(Collected data)
----------------
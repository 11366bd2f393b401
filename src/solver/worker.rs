//! Dispatch worker (rank >= 1).
//!
//! Repeatedly asks the coordinator for work, rebuilds the schedule snapshot
//! from the wire records, runs the placer on the task, and reports the
//! outcome. A `-2` header means work is still in flight elsewhere: back off
//! briefly and ask again. A `-1` header, or a closed fabric, ends the loop.

use std::thread;
use std::time::Duration;

use tracing::{debug, error};

use crate::catalog::Catalog;
use crate::codec::{decode_i32, decode_session, encode_i32, encode_session, CodecError};
use crate::models::ClassSession;

use super::placer::Placer;
use super::proto::{MessageTag, WorkerEndpoint, TERMINATE, WAIT};

/// Backoff between retries when the coordinator has no task to hand out.
const RETRY_BACKOFF: Duration = Duration::from_millis(1);

/// Worker side of the distributed solve.
pub struct Worker<'a> {
    placer: Placer<'a>,
    endpoint: WorkerEndpoint,
}

impl<'a> Worker<'a> {
    /// Creates a worker over a catalog and its fabric endpoint.
    pub fn new(catalog: &'a Catalog, endpoint: WorkerEndpoint) -> Self {
        Self {
            placer: Placer::new(catalog),
            endpoint,
        }
    }

    /// Runs the request loop until the coordinator signals termination.
    ///
    /// A closed fabric is treated as termination: the coordinator drops its
    /// endpoint only after broadcasting the exit sentinel.
    pub fn run(self) -> Result<(), CodecError> {
        let rank = self.endpoint.rank();
        loop {
            if self
                .endpoint
                .send(MessageTag::WorkRequest, Vec::new())
                .is_err()
            {
                break;
            }

            let Ok(header) = self.endpoint.recv() else {
                break;
            };
            let num_scheduled = decode_i32(&header.payload)?;
            if num_scheduled == TERMINATE {
                break;
            }
            if num_scheduled == WAIT {
                thread::sleep(RETRY_BACKOFF);
                continue;
            }

            let Some((snapshot, mut task)) = self.receive_assignment(num_scheduled)? else {
                break;
            };

            let placed = match self.placer.try_place(&mut task, &snapshot) {
                Ok(placed) => placed,
                Err(e) => {
                    error!(rank, error = %e, "placement aborted");
                    false
                }
            };

            let flag = encode_i32(i32::from(placed)).to_vec();
            if self.endpoint.send(MessageTag::WorkResult, flag).is_err() {
                break;
            }
            if placed
                && self
                    .endpoint
                    .send(MessageTag::WorkResult, encode_session(&task))
                    .is_err()
            {
                break;
            }
        }

        debug!(rank, "worker exiting");
        Ok(())
    }

    /// Receives `num_scheduled` snapshot records and the task record.
    ///
    /// Returns `None` when the fabric closed mid-assignment.
    fn receive_assignment(
        &self,
        num_scheduled: i32,
    ) -> Result<Option<(Vec<ClassSession>, ClassSession)>, CodecError> {
        let mut snapshot = Vec::with_capacity(num_scheduled.max(0) as usize);
        for _ in 0..num_scheduled {
            let Ok(record) = self.endpoint.recv() else {
                return Ok(None);
            };
            snapshot.push(decode_session(&record.payload)?);
        }
        let Ok(task) = self.endpoint.recv() else {
            return Ok(None);
        };
        Ok(Some((snapshot, decode_session(&task.payload)?)))
    }
}
//! Schedule export.
//!
//! Writes the placed schedule as a pretty-printed JSON array. Each record
//! carries the day, times, activity type, group and subgroup, subject,
//! teacher, room, and a human-facing frequency label derived from the
//! week mask.

use std::fs::File;
use std::io::{self, BufWriter};
use std::path::Path;

use serde::Serialize;
use tracing::info;

use crate::models::ClassSession;

/// One exported schedule entry.
#[derive(Debug, Serialize)]
struct ScheduleRecord<'a> {
    day: &'a str,
    start: &'a str,
    end: &'a str,
    #[serde(rename = "type")]
    session_type: &'a str,
    group: &'a str,
    subgroup: &'a str,
    subject: &'a str,
    teacher: &'a str,
    room: &'a str,
    frequency: &'a str,
}

impl<'a> From<&'a ClassSession> for ScheduleRecord<'a> {
    fn from(session: &'a ClassSession) -> Self {
        Self {
            day: &session.day,
            start: &session.start_time,
            end: &session.end_time,
            session_type: session.session_type.label(),
            group: &session.group_id,
            subgroup: &session.sub_group,
            subject: &session.subject_name,
            teacher: &session.teacher_name,
            room: &session.room_name,
            frequency: session.week_mask.label(),
        }
    }
}

/// Writes the schedule to `path` as a JSON array.
pub fn write_schedule(path: &Path, scheduled: &[ClassSession]) -> io::Result<()> {
    let records: Vec<ScheduleRecord> = scheduled.iter().map(ScheduleRecord::from).collect();
    let writer = BufWriter::new(File::create(path)?);
    serde_json::to_writer_pretty(writer, &records)?;
    info!(path = %path.display(), sessions = scheduled.len(), "schedule written");
    Ok(())
}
----------------
• **About this task**
Supply only the count of lines above holding "Some".

• **Problem solution**
2